▶ Task brief
Copy every line from the data below in which the string "process" can be found.

▶ Information provided
//! Domain layer - pure business logic
//!
//! This module contains business logic with no external I/O.
//! Types and functions here can be unit tested without mocking.

pub mod post;
pub mod publish;

// Re-export commonly used types
pub use post::Post;
pub use publish::{PublishPhase, PublishStep, StepResult};
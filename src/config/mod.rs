//! # Blog Configuration
//!
//! A single optional YAML file (`autoblog.yaml` by default). Every field has
//! a default, so a missing file or an empty one yields a working setup.
//!
//! Secrets are never read from the file; they come from the environment
//! (optionally seeded from `.env`) via [`Credentials::from_env`].
//!
//! ## Example
//!
//! ```rust,ignore
//! let config = BlogConfig::load(Path::new("autoblog.yaml"))?;
//! println!("Posts go to {}/{}", config.site.dir, config.site.posts_subdir);
//! ```

mod deploy;
mod generator;
mod global;
mod site;

pub use global::BlogConfig;

use std::path::Path;
use tracing::debug;

use crate::domain::post::TOPIC_PLACEHOLDER;
use crate::error::ConfigError;

/// Default config file name
pub const DEFAULT_CONFIG_FILE: &str = "autoblog.yaml";

/// Environment variable holding the language model API key
pub const OPENAI_API_KEY_VAR: &str = "OPENAI_API_KEY";

/// Environment variable holding the Git host access token
pub const GITHUB_TOKEN_VAR: &str = "GITHUB_ACCESS_TOKEN";

impl BlogConfig {
    /// Load config from a YAML file, falling back to defaults when it does not exist
    pub fn load(path: &Path) -> Result<Self, ConfigError> {
        if !path.exists() {
            debug!("No config at {}, using defaults", path.display());
            return Ok(Self::default());
        }

        let content = std::fs::read_to_string(path).map_err(|e| ConfigError::ParseError {
            path: path.display().to_string(),
            message: e.to_string(),
        })?;

        Self::from_yaml(&content).map_err(|e| match e {
            ConfigError::ParseError { message, .. } => ConfigError::ParseError {
                path: path.display().to_string(),
                message,
            },
            other => other,
        })
    }

    /// Parse config from YAML text
    pub fn from_yaml(content: &str) -> Result<Self, ConfigError> {
        if content.trim().is_empty() {
            return Ok(Self::default());
        }
        serde_yaml::from_str(content).map_err(|e| ConfigError::ParseError {
            path: "<inline>".to_string(),
            message: e.to_string(),
        })
    }

    /// Validate the configuration, collecting every problem
    pub fn validate(&self) -> Result<(), Vec<ConfigError>> {
        let mut errors = Vec::new();

        let required = [
            ("topic", &self.topic),
            ("site.dir", &self.site.dir),
            ("site.posts_subdir", &self.site.posts_subdir),
            ("generator.model", &self.generator.model),
            ("deploy.repository", &self.deploy.repository),
            ("deploy.branch", &self.deploy.branch),
        ];
        for (field, value) in required {
            if value.trim().is_empty() {
                errors.push(ConfigError::MissingField {
                    field: field.to_string(),
                });
            }
        }

        if !self.generator.prompt_template.contains(TOPIC_PLACEHOLDER) {
            errors.push(ConfigError::InvalidValue {
                field: "generator.prompt_template".to_string(),
                value: format!("missing {} placeholder", TOPIC_PLACEHOLDER),
            });
        }

        if let Err(e) = self.generator.timeout() {
            errors.push(e);
        }

        if errors.is_empty() {
            Ok(())
        } else {
            Err(errors)
        }
    }
}

/// Secrets required for a publish run
#[derive(Clone)]
pub struct Credentials {
    pub openai_api_key: String,
    pub github_token: String,
}

impl std::fmt::Debug for Credentials {
    fn fmt(&self, f: &mut std::fmt::Formatter<'_>) -> std::fmt::Result {
        f.debug_struct("Credentials")
            .field("openai_api_key", &"***")
            .field("github_token", &"***")
            .finish()
    }
}

impl Credentials {
    /// Read both credentials from the process environment
    pub fn from_env() -> Result<Self, ConfigError> {
        Self::from_lookup(|var| std::env::var(var).ok())
    }

    /// Read both credentials through `lookup`; empty values count as missing
    pub fn from_lookup<F>(lookup: F) -> Result<Self, ConfigError>
    where
        F: Fn(&str) -> Option<String>,
    {
        let require = |var: &str| {
            lookup(var)
                .filter(|value| !value.trim().is_empty())
                .ok_or_else(|| ConfigError::MissingCredential {
                    var: var.to_string(),
                })
        };

        Ok(Self {
            openai_api_key: require(OPENAI_API_KEY_VAR)?,
            github_token: require(GITHUB_TOKEN_VAR)?,
        })
    }
}
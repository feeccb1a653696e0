//! Infrastructure layer - external I/O adapters
//!
//! This module contains all code that interacts with external systems:
//! - pip (dependency install)
//! - Jekyll site on disk
//! - Chat completion API
//! - Git operations

pub mod git;
pub mod openai;
pub mod packages;
pub mod site;

// Re-export commonly used types
pub use git::GitClient;
pub use openai::ChatClient;
pub use packages::PackageInstaller;
pub use site::JekyllSite;
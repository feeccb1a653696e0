//! Git remote configuration for publishing the site.

use serde::{Deserialize, Serialize};

/// Where and how the site is pushed
#[derive(Debug, Clone, Serialize, Deserialize)]
pub struct DeployConfig {
    /// Git host (e.g., "github.com")
    #[serde(default = "default_host")]
    pub host: String,

    /// Repository as `owner/name`
    #[serde(default = "default_repository")]
    pub repository: String,

    /// Branch to push
    #[serde(default = "default_branch")]
    pub branch: String,

    #[serde(default = "default_commit_message")]
    pub commit_message: String,
}

fn default_host() -> String {
    "github.com".to_string()
}

fn default_repository() -> String {
    "ALFOTECHNOLOGIES/Freyaz-AI-Blog".to_string()
}

fn default_branch() -> String {
    "main".to_string()
}

fn default_commit_message() -> String {
    "Auto-generated blog post".to_string()
}

impl Default for DeployConfig {
    fn default() -> Self {
        Self {
            host: default_host(),
            repository: default_repository(),
            branch: default_branch(),
            commit_message: default_commit_message(),
        }
    }
}
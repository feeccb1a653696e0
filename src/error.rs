//! Centralized error types for autoblog
//!
//! Uses thiserror for typed errors that can be matched on,
//! while still being compatible with anyhow for propagation.

use thiserror::Error;

/// Top-level error type for publishing operations
#[derive(Error, Debug)]
pub enum PublishError {
    #[error("Configuration error: {0}")]
    Config(#[from] ConfigError),

    #[error("Command error: {0}")]
    Command(#[from] CommandError),

    #[error("Generation error: {0}")]
    Generation(#[from] GenerationError),

    #[error("Git error: {0}")]
    Git(#[from] GitError),
}

/// Configuration errors
#[derive(Error, Debug)]
pub enum ConfigError {
    #[error("{var} is not set. Please set the {var} environment variable.")]
    MissingCredential { var: String },

    #[error("Required configuration missing: {field}")]
    MissingField { field: String },

    #[error("Invalid configuration value for {field}: {value}")]
    InvalidValue { field: String, value: String },

    #[error("Failed to parse config {path}: {message}")]
    ParseError { path: String, message: String },
}

/// External command errors
#[derive(Error, Debug)]
pub enum CommandError {
    #[error("{program} not found in PATH")]
    NotFound { program: String },

    #[error("Failed to run {program}: {message}")]
    Spawn { program: String, message: String },

    #[error("{command} exited with {status}")]
    Failed { command: String, status: String },
}

/// Language model errors
#[derive(Error, Debug)]
pub enum GenerationError {
    #[error("Request to {url} failed: {message}")]
    Request { url: String, message: String },

    #[error("Completion request failed with status {status}: {body}")]
    Status { status: u16, body: String },

    #[error("Failed to decode completion response: {message}")]
    Decode { message: String },

    #[error("Completion response contained no choices")]
    EmptyResponse,
}

/// Git operation errors
#[derive(Error, Debug)]
pub enum GitError {
    #[error("Failed to run git {subcommand}: {message}")]
    Spawn { subcommand: String, message: String },

    #[error("git {subcommand} failed: {stderr}")]
    CommandFailed { subcommand: String, stderr: String },
}
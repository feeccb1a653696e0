// Terminal output for a publish run

use colored::Colorize;

use crate::domain::StepResult;

const BOX_WIDTH: usize = 58;

/// Boxed title; long topics are cut with an ellipsis so the box stays closed
pub fn print_header(title: &str) {
    println!();
    println!("{}", format!("╔{}╗", "═".repeat(BOX_WIDTH + 2)).bright_blue());
    println!("{}", format!("║  {:<width$}║", fit(title, BOX_WIDTH), width = BOX_WIDTH).bright_blue());
    println!("{}", format!("╚{}╝", "═".repeat(BOX_WIDTH + 2)).bright_blue());
    println!();
}

pub fn print_rule() {
    println!("{}", "═".repeat(BOX_WIDTH + 2).bright_blue());
}

pub fn print_success(message: &str) {
    println!("{}", format!("✅ {}", message).bright_green().bold());
}

pub fn print_error(message: &str) {
    eprintln!("{}", format!("❌ {}", message).bright_red().bold());
}

/// One summary line per step, with the failure message underneath
pub fn print_step_result(result: &StepResult) {
    let status = if result.success { "✅" } else { "❌" };
    println!(
        "   {} {} ({:.1}s)",
        status,
        result.step.name(),
        result.duration.as_secs_f64()
    );
    if let Some(message) = &result.message {
        println!("      {}", message.dimmed());
    }
}

fn fit(text: &str, width: usize) -> String {
    if text.chars().count() <= width {
        return text.to_string();
    }
    let mut cut: String = text.chars().take(width - 1).collect();
    cut.push('…');
    cut
}

#[cfg(test)]
mod tests {
    use super::*;

    #[test]
    fn test_fit_short_title_unchanged() {
        assert_eq!(fit("Publish: Rust", 58), "Publish: Rust");
    }

    #[test]
    fn test_fit_long_title_truncated() {
        let long = "x".repeat(80);
        let fitted = fit(&long, 58);
        assert_eq!(fitted.chars().count(), 58);
        assert!(fitted.ends_with('…'));
    }
}
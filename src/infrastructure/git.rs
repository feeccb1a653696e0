//! Git operations
//!
//! Stages, commits and pushes the site directory. Every command runs with the
//! site root as its working directory; the process's own current directory is
//! never changed.

use std::path::PathBuf;
use tokio::process::Command;
use tracing::{debug, info};

use crate::domain::publish::redact_token;
use crate::error::GitError;
use crate::tools::{self, get_tool_path};

/// Client for git operations in one working directory
pub struct GitClient {
    working_dir: PathBuf,
    program: String,
    /// Masked out of anything logged or returned in errors
    secret: Option<String>,
}

impl GitClient {
    /// Create a git client for a specific directory, using `GIT_BIN` or `git` from PATH
    pub fn in_dir(path: impl Into<PathBuf>) -> Self {
        Self::with_program(get_tool_path(tools::tools::GIT), path)
    }

    pub fn with_program(program: impl Into<String>, path: impl Into<PathBuf>) -> Self {
        Self {
            working_dir: path.into(),
            program: program.into(),
            secret: None,
        }
    }

    /// Builder: redact `secret` from logs and errors
    pub fn with_secret(mut self, secret: impl Into<String>) -> Self {
        self.secret = Some(secret.into());
        self
    }

    /// Stage paths for commit
    pub async fn add(&self, paths: &[&str]) -> Result<(), GitError> {
        let mut args = vec!["add"];
        args.extend_from_slice(paths);
        self.run("add", &args).await.map(|_| ())
    }

    /// Create a commit
    pub async fn commit(&self, message: &str) -> Result<(), GitError> {
        self.run("commit", &["commit", "-m", message])
            .await
            .map(|_| ())
    }

    /// Push `branch` to an explicit remote URL
    pub async fn push_to(&self, remote: &str, branch: &str) -> Result<(), GitError> {
        info!("Pushing {} to {}", branch, self.redact(remote));
        self.run("push", &["push", remote, branch]).await.map(|_| ())
    }

    async fn run(&self, subcommand: &str, args: &[&str]) -> Result<String, GitError> {
        debug!(
            "git {} (in {})",
            self.redact(&args.join(" ")),
            self.working_dir.display()
        );

        let program = tools::require(&self.program).map_err(|e| GitError::Spawn {
            subcommand: subcommand.to_string(),
            message: e.to_string(),
        })?;

        let output = Command::new(&program)
            .args(args)
            .current_dir(&self.working_dir)
            .output()
            .await
            .map_err(|e| GitError::Spawn {
                subcommand: subcommand.to_string(),
                message: e.to_string(),
            })?;

        if !output.status.success() {
            let stderr = String::from_utf8_lossy(&output.stderr);
            let stdout = String::from_utf8_lossy(&output.stdout);
            // `git commit` with nothing staged reports on stdout
            let detail = if stderr.trim().is_empty() {
                stdout.trim()
            } else {
                stderr.trim()
            };
            return Err(GitError::CommandFailed {
                subcommand: subcommand.to_string(),
                stderr: self.redact(detail),
            });
        }

        Ok(String::from_utf8_lossy(&output.stdout).trim().to_string())
    }

    fn redact(&self, text: &str) -> String {
        match &self.secret {
            Some(secret) => redact_token(text, secret),
            None => text.to_string(),
        }
    }
}
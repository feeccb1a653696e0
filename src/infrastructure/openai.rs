//! Chat completion client for the OpenAI API
//!
//! Sends a single user message and returns the first choice's content.
//! Works against any server exposing the same `/chat/completions` shape.

use reqwest::Client;
use serde::{Deserialize, Serialize};
use std::time::Duration;
use tracing::{debug, info};

use crate::error::GenerationError;

/// Chat completion API client
pub struct ChatClient {
    client: Client,
    api_base: String,
    api_key: String,
    model: String,
}

#[derive(Debug, Clone, Serialize)]
struct ChatRequest<'a> {
    model: &'a str,
    messages: Vec<ChatMessage<'a>>,
}

#[derive(Debug, Clone, Serialize)]
struct ChatMessage<'a> {
    role: &'a str,
    content: &'a str,
}

#[derive(Debug, Deserialize)]
struct ChatResponse {
    choices: Vec<Choice>,
}

#[derive(Debug, Deserialize)]
struct Choice {
    message: ResponseMessage,
}

#[derive(Debug, Deserialize)]
struct ResponseMessage {
    #[serde(default)]
    content: Option<String>,
}

impl ChatClient {
    pub fn new(
        api_base: impl Into<String>,
        api_key: impl Into<String>,
        model: impl Into<String>,
        timeout: Duration,
    ) -> Result<Self, GenerationError> {
        let api_base = api_base.into();
        let client = Client::builder()
            .timeout(timeout)
            .connect_timeout(Duration::from_secs(10))
            .build()
            .map_err(|e| GenerationError::Request {
                url: api_base.clone(),
                message: e.to_string(),
            })?;

        Ok(Self {
            client,
            api_base: api_base.trim_end_matches('/').to_string(),
            api_key: api_key.into(),
            model: model.into(),
        })
    }

    pub fn completions_url(&self) -> String {
        format!("{}/chat/completions", self.api_base)
    }

    /// Send `prompt` as a user message and return the reply text
    pub async fn complete(&self, prompt: &str) -> Result<String, GenerationError> {
        let url = self.completions_url();
        let request = ChatRequest {
            model: &self.model,
            messages: vec![ChatMessage {
                role: "user",
                content: prompt,
            }],
        };

        info!("Requesting completion from {} ({})", url, self.model);
        debug!("Prompt: {}", prompt);

        let response = self
            .client
            .post(&url)
            .bearer_auth(&self.api_key)
            .json(&request)
            .send()
            .await
            .map_err(|e| GenerationError::Request {
                url: url.clone(),
                message: e.to_string(),
            })?;

        let status = response.status();
        let body = response.text().await.map_err(|e| GenerationError::Request {
            url: url.clone(),
            message: e.to_string(),
        })?;

        if !status.is_success() {
            return Err(GenerationError::Status {
                status: status.as_u16(),
                body,
            });
        }

        let content = parse_completion(&body)?;
        debug!("Received {} characters", content.len());
        Ok(content)
    }
}

/// Extract `choices[0].message.content` from a completion response body
pub fn parse_completion(body: &str) -> Result<String, GenerationError> {
    let response: ChatResponse =
        serde_json::from_str(body).map_err(|e| GenerationError::Decode {
            message: e.to_string(),
        })?;

    response
        .choices
        .into_iter()
        .next()
        .and_then(|choice| choice.message.content)
        .ok_or(GenerationError::EmptyResponse)
}
//! Blog post domain types
//!
//! A post is a topic, a publication date and the generated body. The
//! filename and front matter depend only on topic and date.

use chrono::NaiveDate;

/// Date format used in filenames and front matter
pub const DATE_FORMAT: &str = "%Y-%m-%d";

/// Placeholder substituted by [`article_prompt`]
pub const TOPIC_PLACEHOLDER: &str = "{topic}";

/// Default prompt sent to the language model
pub const DEFAULT_PROMPT_TEMPLATE: &str = "Write an SEO-optimized blog post about {topic}. \
     Include an introduction, key points, and conclusion.";

/// A generated blog post ready to be written to the site
#[derive(Debug, Clone, PartialEq, Eq)]
pub struct Post {
    pub topic: String,
    pub date: NaiveDate,
    pub body: String,
}

impl Post {
    pub fn new(topic: impl Into<String>, date: NaiveDate, body: impl Into<String>) -> Self {
        Self {
            topic: topic.into(),
            date,
            body: body.into(),
        }
    }

    /// `YYYY-MM-DD`
    pub fn date_string(&self) -> String {
        self.date.format(DATE_FORMAT).to_string()
    }

    /// Post filename, e.g. `2025-01-31-Latest-AI-Trends.md`
    pub fn filename(&self) -> String {
        format!("{}-{}.md", self.date_string(), slug(&self.topic))
    }

    /// Jekyll front matter block, including the blank line after it
    pub fn front_matter(&self) -> String {
        format!(
            "---\ntitle: {}\ndate: {}\n---\n\n",
            self.topic,
            self.date_string()
        )
    }

    /// Full file contents
    pub fn render(&self) -> String {
        let mut out = self.front_matter();
        out.push_str(&self.body);
        out
    }
}

/// Spaces become dashes; nothing else is touched
pub fn slug(topic: &str) -> String {
    topic.replace(' ', "-")
}

/// Render the prompt template for a topic
pub fn article_prompt(template: &str, topic: &str) -> String {
    template.replace(TOPIC_PLACEHOLDER, topic)
}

▶ Result of this task
    /// Read both credentials from the process environment
//! site root as its working directory; the process's own current directory is
use tokio::process::Command;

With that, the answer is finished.